**Source material**
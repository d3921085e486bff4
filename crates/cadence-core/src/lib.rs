//! # Cadence Core Library
//!
//! The recurring-task engine behind Cadence: decide on which calendar days a
//! recurring task occurs, track completion of each occurrence separately, and
//! turn templates into concrete, dated instances.
//!
//! ## Features
//!
//! - **Day-Exact Recurrence**: daily, weekly, monthly and yearly patterns with
//!   intervals, weekday/day-of-month constraints and weekend exclusion
//! - **Three End Conditions**: never, on a date, or after a number of occurrences
//! - **Per-Occurrence Completion**: a ledger keyed by `(task, date)` so every
//!   occurrence is completed on its own
//! - **Overdue-First Views**: one actionable instance per recurring task
//! - **Bounded Searches**: every search has a named iteration cap
//! - **Pluggable Persistence**: SQLite or JSON-file storage for the ledger
//!
//! ## Core Modules
//!
//! - [`models`]: Rules, templates, instance keys, records and instances
//! - [`recurrence`]: The appearance predicate and next-occurrence finder
//! - [`ledger`]: The completion ledger and its storage port
//! - [`materialization`]: Template + date + ledger → instances
//! - [`repository`]: Durable ledger storage
//! - [`db`]: Database connection and migration management
//! - [`error`]: Error types
//!
//! ## Example Usage
//!
//! ```rust,no_run
//! use cadence_core::{
//!     db,
//!     ledger::CompletionLedger,
//!     materialization::MaterializationManager,
//!     models::{InstanceKey, RecurrencePattern, TaskTemplate},
//!     repository::SqliteRepository,
//! };
//! use chrono::NaiveDate;
//!
//! #[tokio::main]
//! async fn main() -> anyhow::Result<()> {
//!     let pool = db::establish_connection("cadence.db").await?;
//!     let repo = SqliteRepository::new(pool);
//!     let mut ledger = CompletionLedger::load(&repo).await?;
//!
//!     let today = NaiveDate::from_ymd_opt(2024, 1, 8).unwrap();
//!     let standup = TaskTemplate::new("Standup", today)
//!         .with_recurrence(RecurrencePattern::daily().excluding_weekends());
//!
//!     let manager = MaterializationManager::with_defaults();
//!     for instance in manager.materialize_for_date(&[standup.clone()], today, &ledger) {
//!         println!("{} due {}", instance.template.name, instance.date);
//!     }
//!
//!     ledger.mark_complete(InstanceKey::new(standup.id, today))?;
//!     ledger.save(&repo).await?;
//!     Ok(())
//! }
//! ```

pub mod db;
pub mod error;
pub mod ledger;
pub mod materialization;
pub mod models;
pub mod recurrence;
pub mod repository;
use anyhow::{anyhow, Result};
use cadence_core::error::CoreError;
use cadence_core::models::{InstanceKey, TaskTemplate};
use chrono::NaiveDate;

use crate::parser::parse_optional_date;

/// Finds the template whose ID starts with `short_id`.
pub fn resolve_task_id<'a>(templates: &'a [TaskTemplate], short_id: &str) -> Result<&'a TaskTemplate> {
    if short_id.len() < 2 {
        return Err(anyhow!(CoreError::InvalidInput(
            "Short ID must be at least 2 characters long.".to_string()
        )));
    }
    let prefix = short_id.to_lowercase();
    let matches: Vec<&TaskTemplate> = templates
        .iter()
        .filter(|t| t.id.to_string().starts_with(&prefix))
        .collect();

    match matches.as_slice() {
        [template] => Ok(*template),
        [] => Err(anyhow!(CoreError::NotFound(format!(
            "No task found with ID prefix '{}'",
            short_id
        )))),
        _ => {
            let task_info: Vec<(String, String)> = matches
                .iter()
                .map(|t| (t.id.to_string(), t.name.clone()))
                .collect();
            Err(anyhow!(CoreError::AmbiguousId(task_info)))
        }
    }
}

/// Resolves an occurrence from either an instance ID (`<task id>_<date>`) or
/// a task ID prefix plus an optional date (defaulting to `today`).
pub fn resolve_instance<'a>(
    templates: &'a [TaskTemplate],
    id: &str,
    date: Option<&str>,
    today: NaiveDate,
) -> Result<(&'a TaskTemplate, InstanceKey)> {
    if let Ok(key) = id.parse::<InstanceKey>() {
        if date.is_some() {
            return Err(anyhow!(CoreError::InvalidInput(
                "--date cannot be combined with an instance ID".to_string()
            )));
        }
        let template = templates
            .iter()
            .find(|t| t.id == key.task_id)
            .ok_or_else(|| CoreError::NotFound(format!("No task found with ID '{}'", key.task_id)))?;
        return Ok((template, key));
    }

    let template = resolve_task_id(templates, id)?;
    let date = parse_optional_date(date, today)?;
    Ok((template, InstanceKey::new(template.id, date)))
}
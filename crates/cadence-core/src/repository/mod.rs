use crate::error::CoreError;
use crate::models::CompletionRecord;
use async_trait::async_trait;

pub mod json;
pub mod sqlite;

pub use json::{write_atomic, JsonFileRepository};
pub use sqlite::SqliteRepository;

/// Durable home of the completion ledger.
///
/// The ledger is moved as a whole: loaded in full at startup and saved in
/// full after every mutation. There is no incremental log.
#[async_trait]
pub trait LedgerRepository: Send + Sync {
    async fn load_records(&self) -> Result<Vec<CompletionRecord>, CoreError>;
    /// Replaces everything stored with `records`.
    async fn save_records(&self, records: &[CompletionRecord]) -> Result<(), CoreError>;
}
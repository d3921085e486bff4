use sqlx::sqlite::{SqlitePool, SqlitePoolOptions};
use std::path::Path;
use crate::error::CoreError;

// Re-export the pool for use in other parts of the core crate
pub use sqlx::SqlitePool as DbPool;

/// Establishes a connection pool to the SQLite database and runs migrations.
///
/// # Arguments
///
/// * `db_path` - The path to the SQLite database file, or a full `sqlite:` URL
///   (e.g. `sqlite::memory:`), which is passed through untouched.
///
/// # Returns
///
/// A `Result` containing the `SqlitePool` or a `CoreError` if the connection fails
/// or migrations cannot be run.
pub async fn establish_connection(db_path: &str) -> Result<SqlitePool, CoreError> {
    let url = if db_path.starts_with("sqlite:") {
        db_path.to_string()
    } else {
        // Create the database file and directory if they don't exist
        if let Some(parent) = Path::new(db_path).parent() {
            if !parent.as_os_str().is_empty() && !parent.exists() {
                tokio::fs::create_dir_all(parent).await?;
            }
        }
        if !Path::new(db_path).exists() {
            tokio::fs::File::create(db_path).await?;
        }
        format!("sqlite://{}", db_path)
    };

    // In-memory databases are per connection, so keep a single one alive.
    let max_connections = if url.contains(":memory:") { 1 } else { 5 };

    let pool = SqlitePoolOptions::new()
        .max_connections(max_connections)
        .connect(&url)
        .await?;

    sqlx::migrate!("./migrations").run(&pool).await?;

    tracing::debug!(database = %db_path, "database ready");
    Ok(pool)
}
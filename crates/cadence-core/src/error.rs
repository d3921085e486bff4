use thiserror::Error;

#[derive(Error, Debug)]
pub enum CoreError {
    #[error("Database error")]
    Database(#[from] sqlx::Error),

    #[error("Migration error")]
    Migration(#[from] sqlx::migrate::MigrateError),

    #[error("IO error")]
    Io(#[from] std::io::Error),

    #[error("Serialization error: {0}")]
    Json(#[from] serde_json::Error),

    #[error("Not found: {0}")]
    NotFound(String),

    #[error("Invalid input: {0}")]
    InvalidInput(String),

    #[error("Invalid recurrence rule: {0}")]
    InvalidRule(String),

    #[error("Invalid instance key '{0}': expected '<task id>_<yyyy-mm-dd>'")]
    InvalidInstanceKey(String),

    #[error("Ambiguous short ID. Did you mean one of these?")]
    AmbiguousId(Vec<(String, String)>), // Vec of (ID, Name)

    #[error("Completion store unavailable: {0}")]
    StoreUnavailable(String),
}
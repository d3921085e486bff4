use anyhow::Result;
use cadence_core::db;
use cadence_core::ledger::CompletionLedger;
use cadence_core::materialization::MaterializationManager;
use cadence_core::repository::{JsonFileRepository, LedgerRepository, SqliteRepository};
use chrono::NaiveDate;

use crate::config::{Config, LedgerBackend};
use crate::parser;
use crate::templates::TemplateStore;

/// Everything a command needs: where templates and completions live, and how
/// instances are materialized.
pub struct App {
    pub templates: TemplateStore,
    pub ledger_repo: Box<dyn LedgerRepository>,
    pub manager: MaterializationManager,
    pub today: NaiveDate,
}

impl App {
    pub async fn open(config: Config) -> Result<Self> {
        let ledger_repo: Box<dyn LedgerRepository> = match config.ledger_backend {
            LedgerBackend::Sqlite => {
                let pool = db::establish_connection(&config.database_path).await?;
                Box::new(SqliteRepository::new(pool))
            }
            LedgerBackend::Json => Box::new(JsonFileRepository::new(&config.ledger_path)),
        };
        tracing::debug!(backend = ?config.ledger_backend, "ledger back end selected");

        Ok(Self {
            templates: TemplateStore::new(&config.templates_path),
            ledger_repo,
            manager: MaterializationManager::new(config.materialization),
            today: parser::today(),
        })
    }

    pub async fn load_ledger(&self) -> Result<CompletionLedger> {
        Ok(CompletionLedger::load(self.ledger_repo.as_ref()).await?)
    }

    pub async fn save_ledger(&self, ledger: &CompletionLedger) -> Result<()> {
        ledger.save(self.ledger_repo.as_ref()).await?;
        Ok(())
    }
}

**Task statement**
Reproduce each line of the records in which the string "Durable" appears.

**Answer to this problem**
//! - [`repository`]: Durable ledger storage
/// Durable home of the completion ledger.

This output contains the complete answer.